Paper detail

Secure and Fault Tolerant Decentralized Learning

Federated learning (FL) is a promising paradigm for training a global model over data distributed across multiple data owners without centralizing clients' raw data. However, sharing of local model updates can also reveal information of clients' local datasets. Trusted execution environments (TEEs) within the FL server have been recently deployed by companies like Meta for secure aggregation. However, secure aggregation can suffer from error-prone local updates sent by clients that become faulty during training due to underlying device malfunctions. Also, data heterogeneity across clients makes fault mitigation challenging, as even updates from normal clients are dissimilar.
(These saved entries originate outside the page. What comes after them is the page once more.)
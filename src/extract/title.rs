//! Title normalization

/// Substring rewrites applied in order to the lowercased title.
///
/// Each rule sees the output of the rules before it.
const TITLE_REWRITES: &[(&str, &str)] = &[
    ("senior", "sr"),
    ("jr.", "jr"),
    ("junior", "jr"),
    ("software developer", "software engineer"),
];

/// Normalizes a job title
///
/// Lowercases the trimmed title, applies the rewrite table in order, then
/// capitalizes each whitespace-separated word.
///
/// # Example
///
/// ```
/// use job_harvest::extract::normalize_title;
///
/// assert_eq!(normalize_title("Senior Software Developer"), "Sr Software Engineer");
/// ```
pub fn normalize_title(title: &str) -> String {
    let mut normalized = title.trim().to_lowercase();
    for (from, to) in TITLE_REWRITES {
        normalized = normalized.replace(from, to);
    }

    normalized
        .split_whitespace()
        .map(capitalize)
        .collect::<Vec<_>>()
        .join(" ")
}

fn capitalize(word: &str) -> String {
    let mut chars = word.chars();
    match chars.next() {
        Some(first) => first.to_uppercase().chain(chars.flat_map(char::to_lowercase)).collect(),
        None => String::new(),
    }
}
Thus, most of the prior fault tolerant methods, which treat any local update differing from the majority of other updates as faulty, perform poorly. We propose DiverseFL to make model aggregation secure as well as robust to faults. In DiverseFL, any client whose local model update diverges from its associated guiding update is tagged as being faulty. To implement our novel per-client criteria for fault mitigation, DiverseFL creates a TEE-based secure enclave within the FL server, which in addition to performing secure aggregation for carrying out the global model update step, securely receives a small representative sample of local data from each client only once before training, and computes guiding updates for each participating client during training. Thus, DiverseFL provides security against privacy leakage as well as robustness against faulty clients. In experiments, DiverseFL consistently achieves significant improvements in absolute test accuracy over prior fault mitigation benchmarks. DiverseFL also performs closely to OracleSGD, where server combines updates only from the normal clients. We also analyze the convergence rate of DiverseFL under non-IID data and standard convexity assumptions.